Questions for Joel: The character of God

*If God is for everyone, why the references to “God’s chosen people”?

Joel’s response: God’s chosen people (Israel) are not chosen in terms of being preferred over other nations. In fact, even in the OT, various “gentiles” demonstrated faith in the one true God of the Bible & they were included & accepted into the community. Rather, they were chosen in the sense of choosing them to bless, or reach, THE WORLD. The way that Gd would bless the entire world through Abraham, as God promised (see Gen. 18:18-19; 22:17-18), even though he only had one child (Isaac) was through Abraham’s descendants, the Jewish nation…and ULTIMATELY through the Messiah, the anointed One, Christ Jesus!

In addition, the nation of Israel was chosen to be a light to the world & to know who God was & how to engage with the one true God. i.e. God wanted them to stand out to point people to Him…not because they were better than others. (They stood out from other nations in how they spent their time, ate, worshipped, lived, sang, etc…)

note: When we are chosen, it is human/sinful nature to think that we are better than others, which explains why some of the Jews/Israelites (esp. religious leaders) thought of themselves as superior to Gentiles. Jesus’ own teachings & eventually His followers (ex: the apostle Paul) crush this notion of superiority as we read in the NT. All are welcome. Are are invited. “For God so loved the world that WHOEVER…”

*How do we reconcile the heavy-handed God of the Old Testament with the gentle character we see in Christ in the New Testament?

Joel’s response: The world prior to God’s Word & His Spirit was in general very dark & wicked. Attrocities even including things like child sacrifices, cannibalism, etc… Apparently it got so bad at one time that God even chose to start over (The Flood)!

Genesis 6:5-9 says…
5 The LORD saw how great man’s wickedness on the earth had become, and that every inclination of the thoughts of his heart was only evil all the time. 6 The LORD was grieved that he had made man on the earth, and his heart was filled with pain. 7 So the LORD said, “I will wipe mankind, whom I have created, from the face of the earth—men and animals, and creatures that move along the ground, and birds of the air—for I am grieved that I have made them.” 8 But Noah found favor in the eyes of the LORD. 9 This is the account of Noah.

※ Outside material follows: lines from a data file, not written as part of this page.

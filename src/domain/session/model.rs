use chrono::{DateTime, NaiveDate, Utc};

use crate::shared::SortKey;

#[derive(Debug, Clone, PartialEq)]
pub struct Session {
    pub id: i32,
    pub title: String,
    pub session_date: NaiveDate,
    pub created_at: DateTime<Utc>,
}

#[derive(Debug, Clone, PartialEq)]
pub struct SessionWithCounts {
    pub session: Session,
    pub present_count: i64,
    pub absent_count: i64,
}

#[derive(Debug, Clone, PartialEq)]
pub struct SessionInput {
    pub title: String,
    pub session_date: NaiveDate,
}

#[derive(Debug, Clone, Copy, Default, PartialEq, Eq)]
pub enum SessionSort {
    #[default]
    DateDesc,
    DateAsc,
    TitleAsc,
    TitleDesc,
}

impl SortKey for SessionSort {
    fn parse(raw: &str) -> Option<Self> {
        match raw {
            "date_desc" => Some(Self::DateDesc),
            "date_asc" => Some(Self::DateAsc),
            "title_asc" => Some(Self::TitleAsc),
            "title_desc" => Some(Self::TitleDesc),
            _ => None,
        }
    }
}

#[derive(Debug, Clone, Default)]
pub struct SessionFilter {
    /// Contains-match on title
    pub title: Option<String>,
    pub sort: SessionSort,
}
//! Health check handler

use std::sync::Arc;
use std::time::Instant;

use axum::{extract::State, http::StatusCode, Json};
use sea_orm::{ConnectionTrait, DatabaseConnection, Statement};
use serde::Serialize;
use tracing::warn;
use utoipa::ToSchema;

#[derive(Clone)]
pub struct HealthState {
    pub db: DatabaseConnection,
    pub started_at: Arc<Instant>,
}

/// Service health response
#[derive(Debug, Serialize, ToSchema)]
pub struct HealthResponse {
    /// `ok` or `error`
    pub status: String,
    pub version: String,
    pub uptime_seconds: u64,
    pub database: ComponentHealth,
}

#[derive(Debug, Serialize, ToSchema)]
pub struct ComponentHealth {
    pub status: String,
    pub latency_ms: Option<u64>,
}

#[utoipa::path(
    get,
    path = "/api/health",
    tag = "Health",
    responses(
        (status = 200, description = "Service is healthy", body = HealthResponse),
        (status = 500, description = "Database is unreachable", body = HealthResponse)
    )
)]
pub async fn health_check(State(state): State<HealthState>) -> (StatusCode, Json<HealthResponse>) {
    let db_start = Instant::now();
    let ping = state
        .db
        .execute(Statement::from_string(
            state.db.get_database_backend(),
            "SELECT 1".to_string(),
        ))
        .await;

    let (status, database) = match ping {
        Ok(_) => (
            StatusCode::OK,
            ComponentHealth {
                status: "ok".to_string(),
                latency_ms: Some(db_start.elapsed().as_millis() as u64),
            },
        ),
        Err(e) => {
            warn!("Health check failed: {}", e);
            (
                StatusCode::INTERNAL_SERVER_ERROR,
                ComponentHealth {
                    status: "error".to_string(),
                    latency_ms: None,
                },
            )
        }
    };

    (
        status,
        Json(HealthResponse {
            status: database.status.clone(),
            version: env!("CARGO_PKG_VERSION").to_string(),
            uptime_seconds: state.started_at.elapsed().as_secs(),
            database,
        }),
    )
}
//! HTTP request metrics middleware
//!
//! Records `http_requests_total` (counter) and `http_request_duration_seconds`
//! (histogram) for every request passing through the router.

use std::time::Instant;

use axum::{body::Body, extract::MatchedPath, http::Request, middleware::Next, response::Response};

/// Label used for requests that matched no route, so unknown paths do not
/// create one series each.
const UNMATCHED_PATH: &str = "unmatched";

pub async fn http_metrics_middleware(request: Request<Body>, next: Next) -> Response {
    let method = request.method().to_string();
    let path = request
        .extensions()
        .get::<MatchedPath>()
        .map(|mp| mp.as_str().to_string())
        .unwrap_or_else(|| UNMATCHED_PATH.to_string());

    let start = Instant::now();
    let response = next.run(request).await;
    let duration = start.elapsed().as_secs_f64();

    let status = response.status().as_u16().to_string();

    metrics::counter!("http_requests_total", "method" => method.clone(), "path" => path.clone(), "status" => status)
        .increment(1);
    metrics::histogram!("http_request_duration_seconds", "method" => method, "path" => path)
        .record(duration);

    response
}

Noah was a righteous man, blameless among the people of his time, and he walked with God.

The point is that this degree of sin & wickedness will eventually destroy itself. (This helps to explain why God even commanded His people to obliterate other incredibly wicked nations in the Old Testament.) We see judgment as being “mean” or “unkind”, but would it be right to allow someone who killed my son to be let go without consequences? Obviously not. So, in this way, God demonstrates His wrath not in being “mean”, but in being fair & just.

That said, we should remember that the God that we see in the OT continues to be a God who is loving, compassionate, gracious, patient, & forgiving.

Exodus 34:6-7 says…
6 And he passed in front of Moses, proclaiming, “The LORD, the LORD, the compassionate and gracious God, slow to anger, abounding in love and faithfulness, 7maintaining love to thousands, and forgiving wickedness, rebellion and sin. Yet he does not leave the guilty unpunished; he punishes the children and their children for the sin of the fathers to the third and fourth generation.”

Also see 2 Chronicles 30:9; Nehemiah 9:17; Psalm 86:25; Psalm 103:8; Psalm 145:8; Joel 2:13; Jonah 4:2. These are central verses in the OT. God is described as compassionate & loving then too!!! (note: Using the word “then”, as I just did, to describe God is a bit inappropriate since God is not bound by time nor does His character change over time like ours does.)

As an aside, the wrath of God is not most clearly seen in the OT — it’s actually the NT when we see His wrath unleashed most swiftly & righteously in the end times. (note: BTW, we also see Jesus’ anger in the NT…like when he kicks butt in the temple. Matt. 21:12; Mark 11:15-17) >> Is Jesus meek? Yes. Patient? Yes. Compassionate? Yes. Loving? Yes. Just? Yes. A pushover? No. One to be dismissed or trifled with? No.

The point I am making is that God is loving in both the OT & the NT — and that God is just in both the OT & the NT. The difference is that we see the clearest picture of God’s love in Jesus taking on our punishment & paying for our sins on the cross in the NT…but God’s character remains always the same.